Sorrisi e gli mandai un bacino. Decisi di sentire Caterina e raccontarle ciò che era successo, era sempre più convinta che avrei dovuto denunciarlo. Inspiegabilmente, mi chiese se fossi da Manuel e mi pregò di salutarlo da parte sua con una voce stridula. Non potei fare a meno di alzare gli occhi al cielo e fissarlo. La parte irrazionale di me avrebbe voluto prenderla per i capelli, ma non sarebbe stata una mossa saggia. Lui, nel frattempo, si era messo alla scrivania con un paio di occhiali neri e stava facendo calcoli astrusi di cui non si capiva nemmeno l'inizio. Aveva di fronte un grosso libro pieno di formule matematiche incomprensibili e biascicava qualcosa tra sé e sé.

Probabilmente, percepì il mio sguardo indagatorio, il che lo costrinse a girarsi verso di me: «Cosa c'è, Gin?»

«La tua Cate mi ha detto di salutarti», il mio tono era stranamente infastidito e lui sembrò proprio notarlo e mi guardò con fare interrogativo, come se avessi fatto il più grande sproloquio di sempre.
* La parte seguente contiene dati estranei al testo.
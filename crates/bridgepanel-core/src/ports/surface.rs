//! Popup surface port: the DOM side of the panel.

use serde::Serialize;

use crate::messages::BannerKind;

/// Which of the mutually exclusive views is on screen.
#[derive(Debug, Clone, Copy, PartialEq, Eq, Serialize)]
#[serde(rename_all = "snake_case")]
pub enum ViewKind {
    /// Bridge switched off.
    Disabled,
    /// Disable in progress.
    Disabling,
    /// Enable in progress.
    Enabling,
    /// Normal connection status.
    Status,
    /// Status could not be fetched.
    Error,
    /// Transient notification.
    Banner(BannerKind),
}

impl ViewKind {
    /// Short name for logs and transcripts.
    pub const fn name(self) -> &'static str {
        match self {
            Self::Disabled => "disabled",
            Self::Disabling => "disabling",
            Self::Enabling => "enabling",
            Self::Status => "status",
            Self::Error => "error",
            Self::Banner(BannerKind::Warning) => "warning",
            Self::Banner(BannerKind::Error) => "error-banner",
            Self::Banner(BannerKind::Success) => "success",
        }
    }
}

/// A rendered view: the HTML fragment for the status container plus the
/// affordances that live outside it.
#[derive(Debug, Clone, PartialEq, Eq, Serialize)]
pub struct RenderedView {
    pub kind: ViewKind,
    /// Fragment for the status container. Server-controlled text is escaped.
    pub html: String,
    /// Whether the reconnect button should be shown.
    pub reconnect_visible: bool,
}

/// State of the reconnect button.
#[derive(Debug, Clone, Copy, PartialEq, Eq, Serialize)]
#[serde(rename_all = "snake_case")]
pub enum ReconnectButton {
    /// Clickable, default label.
    Idle,
    /// Disabled while a reconnect request is in flight.
    Busy,
}

impl ReconnectButton {
    pub const fn label(self) -> &'static str {
        match self {
            Self::Idle => "Reconnect",
            Self::Busy => "Connecting...",
        }
    }

    pub const fn is_enabled(self) -> bool {
        matches!(self, Self::Idle)
    }
}

/// The popup's DOM, as seen by the controller.
///
/// # Design
///
/// - **Object-safe**: used via `Arc<dyn PopupSurface>`
/// - **Fire-and-forget**: methods don't return `Result`
/// - **Idempotent**: showing the same view twice is harmless
pub trait PopupSurface: Send + Sync {
    /// Replace the status container with `view`.
    fn show(&self, view: &RenderedView);

    /// Set the bridge on/off switch.
    fn set_toggle(&self, enabled: bool);

    /// Update the reconnect button's label and enabled state.
    fn set_reconnect_button(&self, button: ReconnectButton);
}

/// Surface that renders nothing.
#[derive(Debug, Clone, Copy, Default)]
pub struct NoopSurface;

impl PopupSurface for NoopSurface {
    fn show(&self, _view: &RenderedView) {}
    fn set_toggle(&self, _enabled: bool) {}
    fn set_reconnect_button(&self, _button: ReconnectButton) {}
}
«Quindi?» Iniziò a picchiettare la matita sulla sedia, con un'espressione ostile.

«No niente, vado a fare una passeggiata con tua mamma», sbottai. Lui non provò nemmeno a ribattere. Mi alzai in modo brusco e andai di sotto da Elsa, che accettò subito la mia proposta.

Sua madre mi portò nei dintorni, poiché, a pochi metri, il Comune aveva costruito un percorso pedonale, nel mezzo di un parco abbandonato, così da permettere agli abitanti di sfruttarlo. La distesa verdeggiante si estendeva per pochi chilometri e l'accesso al parco permetteva di dirigersi in due direzioni, la prima dedicata all'aria ludica e la seconda a quella sportiva. Proseguimmo, decidendo di percorrere due chilometri, accompagnate da alberi di salici e siepi colorate. Rimanemmo tutto il pomeriggio fuori all'aperto. Era piacevole parlare insieme a lei, soprattutto perché mi raccontava sempre qualche aneddoto su Manuel, con cui sicuramente l'avrei preso in giro successivamente.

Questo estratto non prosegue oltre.